Many DIY jobs start off with the best of intentions but then, somewhere during the project, reality sets in. Depending on the project at hand, this can have varying degrees of consequences. For the homeowner, the overwhelming requirement for a DIY plumbing job is to have the water shut off. So, at the very least, any delays or setbacks can result in some inconvenienced and irritated family members. Preventing these situations is important for your DIY-confidence, your free time, your family relations and, most certainly, your wallet.

When it comes to plumbing projects, there are a few pitfalls that are fairly common amongst DIY’ers. Being mindful of these can save you plenty of trouble.

1. Not turning off the water.

As obvious as it is, it would be remiss not to mention this. It’s just too common. Whether it was a forgotten step, or simply assuming that it wasn’t required, not shutting off the water supply can turn a routine job into a damaging mess. And it can happen quick. Save your carpets, flooring, walls and cabinets by ensuring no project starts until the water is off.  

2. Doing work that requires a permit.

Determining what plumbing projects require a permit may vary between jurisdictions; understanding whether your project requires a permit is the first step. Generally, they’ll be required for any major renovations or installations and likely, need an inspection to ensure building codes are met. Without the proper paperwork being taken care of, there could be issues if an insurance claim is filed or when the home is being sold.

3. Connecting incompatible pipes.

Many professional plumbers report this as a common sight when they’ve been called to address a leaky or damaged pipe. Connecting galvanized and copper piping causes corrosion. Unless a proper coupling is used, the two materials react with one another – accelerating the corrosion and degradation of the pipe. The same holds true for thermoplastic (plastic) pipes, don't assume that you can simply solvent weld them together. Most plumbing codes for instance don't allow ABS pipe to be solvent-welded to PVC. Always check with your local plumbing codes before beginning your project.

4. Using incorrect tools.

Like any project around the home, having the tools for the task makes things go much more efficiently. But, when it comes to plumbing, incorrect tools can cause damage. Even a bent or dented pipe can cause premature wear, leaks and future headaches. And stripping delicate threads can turn a seemingly-simple job into a costly, time-consuming ordeal.
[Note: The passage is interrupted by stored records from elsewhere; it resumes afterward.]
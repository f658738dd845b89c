//! Ball entity
//!
//! A ball is either attached to the paddle (position slaved to it, zero
//! velocity) or free (position integrates velocity every frame).

use glam::Vec2;
use serde::{Deserialize, Serialize};

use super::geometry::Rect;
use super::paddle::Paddle;
use crate::settings::Settings;

/// Ball state - attached to paddle or free-moving
#[derive(Debug, Clone, Copy, PartialEq, Eq, Serialize, Deserialize)]
pub enum BallState {
    /// Sitting on top of the paddle, waiting for launch input
    Attached,
    /// In flight
    Free,
}

/// A ball entity
#[derive(Debug, Clone, Serialize, Deserialize)]
pub struct Ball {
    pub id: u32,
    pub pos: Vec2,
    pub vel: Vec2,
    pub radius: f32,
    pub state: BallState,
    /// Cosmetic angular velocity (radians per frame), no physical effect
    pub spin: f32,
    /// Cosmetic rotation accumulated from spin
    pub rotation: f32,
    /// Set on paddle contact, cleared once the ball no longer overlaps it
    #[serde(default)]
    pub paddle_hit: bool,
}

impl Ball {
    /// Create a ball sitting on the paddle
    pub fn attached(id: u32, paddle: &Paddle, radius: f32) -> Self {
        let mut ball = Self {
            id,
            pos: Vec2::ZERO,
            vel: Vec2::ZERO,
            radius,
            state: BallState::Attached,
            spin: 0.0,
            rotation: 0.0,
            paddle_hit: false,
        };
        ball.update_attached(paddle);
        ball
    }

    /// Create a ball already in flight
    pub fn free(id: u32, pos: Vec2, vel: Vec2, radius: f32) -> Self {
        Self {
            id,
            pos,
            vel,
            radius,
            state: BallState::Free,
            spin: 0.0,
            rotation: 0.0,
            paddle_hit: false,
        }
    }

    #[inline]
    pub fn is_attached(&self) -> bool {
        self.state == BallState::Attached
    }

    #[inline]
    pub fn is_free(&self) -> bool {
        self.state == BallState::Free
    }

    /// Bounding square of the ball
    pub fn rect(&self) -> Rect {
        Rect::from_center(self.pos, self.radius * 2.0, self.radius * 2.0)
    }

    /// Keep an attached ball on top of the paddle centre
    pub fn update_attached(&mut self, paddle: &Paddle) {
        if self.is_attached() {
            self.pos = Vec2::new(paddle.rect.center().x, paddle.rect.top() - self.radius);
            self.vel = Vec2::ZERO;
        }
    }

    /// Launch the ball from attached state
    ///
    /// The paddle's offset from screen centre picks the direction: left of
    /// centre sends the ball up and to the right, and vice versa.
    /// Returns false if the ball was already free.
    pub fn launch(&mut self, paddle: &Paddle, settings: &Settings) -> bool {
        if !self.is_attached() {
            return false;
        }
        let half_screen = settings.screen_width / 2.0;
        let offset = ((paddle.rect.center().x - half_screen) / half_screen).clamp(-1.0, 1.0);
        let angle = (-offset * settings.max_launch_angle).to_radians();

        self.vel = Vec2::new(angle.sin(), -angle.cos()) * settings.ball_speed;
        self.state = BallState::Free;
        self.paddle_hit = false;
        true
    }

    /// Advance one frame
    pub fn update(&mut self, paddle: &Paddle, spin_friction: f32) {
        match self.state {
            BallState::Attached => self.update_attached(paddle),
            BallState::Free => {
                self.pos += self.vel;
            }
        }
        self.rotation += self.spin;
        self.spin *= spin_friction;
        if self.spin.abs() < 1e-4 {
            self.spin = 0.0;
        }
    }

    #[inline]
    pub fn speed(&self) -> f32 {
        self.vel.length()
    }
}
5. Biting off more than you can chew.  

Minor fixes and adjustments, where there’s little risk involved, are often within the handy homeowner’s capabilities. But many DIY’ers tend to underestimate how involved many around-the-house plumbing jobs can be. Even with favourable results, the time, effort and resources required may have exceeded expectations. This can be a major inconvenience for all family members. And, of course, when a project doesn’t go as planned, the costs to have a professional make the corrections can be much more expensive.

 

Going to the pros is rarely a bad idea. A reliable, reputable plumber can be an efficient and cost-effective way to take care of whatever plumbing issue you may face. Especially for the bigger, more complicated projects, safety must always be your first priority. Having a professional take care of it is your safest bet. And when in doubt, ask. Many plumbers are happy to help you assess your project; enabling you to determine whether it’s a DIY opportunity or best left to the pros.

Previous Article
Are You Protected by a Backwater Valve?
Are You Protected by a Backwater Valve?

There’s nothing worse than a flooded basement. Well, actually there is – when the source of that flooded ba...

Next Article
Damaged Sewer Pipes Lead to Flooded Basements

Sewer lines are leaking. And if you’ve ever had to endure a flooded basement, you’ll know how painful the r...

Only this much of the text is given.